[Start of Attachment]

//! Key-value storage backend used for every persisted record.
//!
//! The backend is an external collaborator: it only has to provide
//! `set/get/delete/list` over named buckets and be safe to share between
//! tasks. Callers serialize conflicting writes by read-modify-writing whole
//! records.

pub mod file;
pub mod memory;

use std::sync::Arc;

use async_trait::async_trait;
use serde::de::DeserializeOwned;
use serde::Serialize;

use crate::error::Result;

pub use file::FileStore;
pub use memory::MemoryStore;

/// Guards read-modify-write of pipeline and freestyle job records.
///
/// Those records carry the run/build counters, so any writer that copies a
/// record back must hold this for the whole read-modify-write.
#[derive(Debug, Clone, Default)]
pub struct RecordLock(Arc<tokio::sync::Mutex<()>>);

impl RecordLock {
    pub async fn acquire(&self) -> tokio::sync::MutexGuard<'_, ()> {
        self.0.lock().await
    }
}

/// Named buckets.
#[derive(Debug, Clone, Copy, PartialEq, Eq, Hash, PartialOrd, Ord)]
pub enum Bucket {
    Pipelines,
    PipelineRuns,
    Artifacts,
    SshHosts,
    FreestyleJobs,
    FreestyleBuilds,
    Notifications,
    GitCredentials,
}

impl Bucket {
    pub fn as_str(&self) -> &'static str {
        match self {
            Bucket::Pipelines => "pipelines",
            Bucket::PipelineRuns => "pipeline_runs",
            Bucket::Artifacts => "artifacts",
            Bucket::SshHosts => "ssh_hosts",
            Bucket::FreestyleJobs => "freestyle_jobs",
            Bucket::FreestyleBuilds => "freestyle_builds",
            Bucket::Notifications => "notifications",
            Bucket::GitCredentials => "git_credentials",
        }
    }
}

#[async_trait]
pub trait KvStore: Send + Sync {
    async fn set(&self, bucket: Bucket, key: &str, value: Vec<u8>) -> Result<()>;

    async fn get(&self, bucket: Bucket, key: &str) -> Result<Option<Vec<u8>>>;

    /// Deleting a missing key is not an error.
    async fn delete(&self, bucket: Bucket, key: &str) -> Result<()>;

    async fn list(&self, bucket: Bucket) -> Result<Vec<(String, Vec<u8>)>>;
}

/// JSON convenience layer over any [`KvStore`].
#[async_trait]
pub trait KvStoreExt: KvStore {
    async fn put_json<T: Serialize + Sync>(&self, bucket: Bucket, key: &str, value: &T) -> Result<()> {
        let bytes = serde_json::to_vec(value)?;
        self.set(bucket, key, bytes).await
    }

    async fn get_json<T: DeserializeOwned + Send>(&self, bucket: Bucket, key: &str) -> Result<Option<T>> {
        match self.get(bucket, key).await? {
            Some(bytes) => Ok(Some(serde_json::from_slice(&bytes)?)),
            None => Ok(None),
        }
    }

    /// Every record in the bucket. Records that fail to decode are skipped with a warning.
    async fn list_json<T: DeserializeOwned + Send>(&self, bucket: Bucket) -> Result<Vec<T>> {
        let entries = self.list(bucket).await?;
        let mut out = Vec::with_capacity(entries.len());
        for (key, bytes) in entries {
            match serde_json::from_slice(&bytes) {
                Ok(v) => out.push(v),
                Err(e) => {
                    tracing::warn!(bucket = bucket.as_str(), key = %key, "Skipping undecodable record: {e}");
                }
            }
        }
        Ok(out)
    }
}

impl<S: KvStore + ?Sized> KvStoreExt for S {}

/// Reject keys that could escape a bucket directory.
pub(crate) fn validate_key(key: &str) -> Result<()> {
    if key.is_empty()
        || key.contains('/')
        || key.contains('\\')
        || key.starts_with('.')
        || key.contains('\0')
    {
        return Err(crate::error::CicdError::Storage(format!(
            "invalid storage key: {key:?}"
        )));
    }
    Ok(())
}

[End of Attachment]

# Instructions for the task
Output the complete data verbatim.

# Task response
//! Key-value storage backend used for every persisted record.
//!
//! The backend is an external collaborator: it only has to provide
//! `set/get/delete/list` over named buckets and be safe to share between
//! tasks. Callers serialize conflicting writes by read-modify-writing whole
//! records.

pub mod file;
pub mod memory;

use std::sync::Arc;

use async_trait::async_trait;
use serde::de::DeserializeOwned;
use serde::Serialize;

use crate::error::Result;

pub use file::FileStore;
pub use memory::MemoryStore;

/// Guards read-modify-write of pipeline and freestyle job records.
///
/// Those records carry the run/build counters, so any writer that copies a
/// record back must hold this for the whole read-modify-write.
#[derive(Debug, Clone, Default)]
pub struct RecordLock(Arc<tokio::sync::Mutex<()>>);

impl RecordLock {
    pub async fn acquire(&self) -> tokio::sync::MutexGuard<'_, ()> {
        self.0.lock().await
    }
}

/// Named buckets.
#[derive(Debug, Clone, Copy, PartialEq, Eq, Hash, PartialOrd, Ord)]
pub enum Bucket {
    Pipelines,
    PipelineRuns,
    Artifacts,
    SshHosts,
    FreestyleJobs,
    FreestyleBuilds,
    Notifications,
    GitCredentials,
}

impl Bucket {
    pub fn as_str(&self) -> &'static str {
        match self {
            Bucket::Pipelines => "pipelines",
            Bucket::PipelineRuns => "pipeline_runs",
            Bucket::Artifacts => "artifacts",
            Bucket::SshHosts => "ssh_hosts",
            Bucket::FreestyleJobs => "freestyle_jobs",
            Bucket::FreestyleBuilds => "freestyle_builds",
            Bucket::Notifications => "notifications",
            Bucket::GitCredentials => "git_credentials",
        }
    }
}

#[async_trait]
pub trait KvStore: Send + Sync {
    async fn set(&self, bucket: Bucket, key: &str, value: Vec<u8>) -> Result<()>;

    async fn get(&self, bucket: Bucket, key: &str) -> Result<Option<Vec<u8>>>;

    /// Deleting a missing key is not an error.
    async fn delete(&self, bucket: Bucket, key: &str) -> Result<()>;

    async fn list(&self, bucket: Bucket) -> Result<Vec<(String, Vec<u8>)>>;
}

/// JSON convenience layer over any [`KvStore`].
#[async_trait]
pub trait KvStoreExt: KvStore {
    async fn put_json<T: Serialize + Sync>(&self, bucket: Bucket, key: &str, value: &T) -> Result<()> {
        let bytes = serde_json::to_vec(value)?;
        self.set(bucket, key, bytes).await
    }

    async fn get_json<T: DeserializeOwned + Send>(&self, bucket: Bucket, key: &str) -> Result<Option<T>> {
        match self.get(bucket, key).await? {
            Some(bytes) => Ok(Some(serde_json::from_slice(&bytes)?)),
            None => Ok(None),
        }
    }

    /// Every record in the bucket. Records that fail to decode are skipped with a warning.
    async fn list_json<T: DeserializeOwned + Send>(&self, bucket: Bucket) -> Result<Vec<T>> {
        let entries = self.list(bucket).await?;
        let mut out = Vec::with_capacity(entries.len());
        for (key, bytes) in entries {
            match serde_json::from_slice(&bytes) {
                Ok(v) => out.push(v),
                Err(e) => {
                    tracing::warn!(bucket = bucket.as_str(), key = %key, "Skipping undecodable record: {e}");
                }
            }
        }
        Ok(out)
    }
}

impl<S: KvStore + ?Sized> KvStoreExt for S {}

/// Reject keys that could escape a bucket directory.
pub(crate) fn validate_key(key: &str) -> Result<()> {
    if key.is_empty()
        || key.contains('/')
        || key.contains('\\')
        || key.starts_with('.')
        || key.contains('\0')
    {
        return Err(crate::error::CicdError::Storage(format!(
            "invalid storage key: {key:?}"
        )));
    }
    Ok(())
}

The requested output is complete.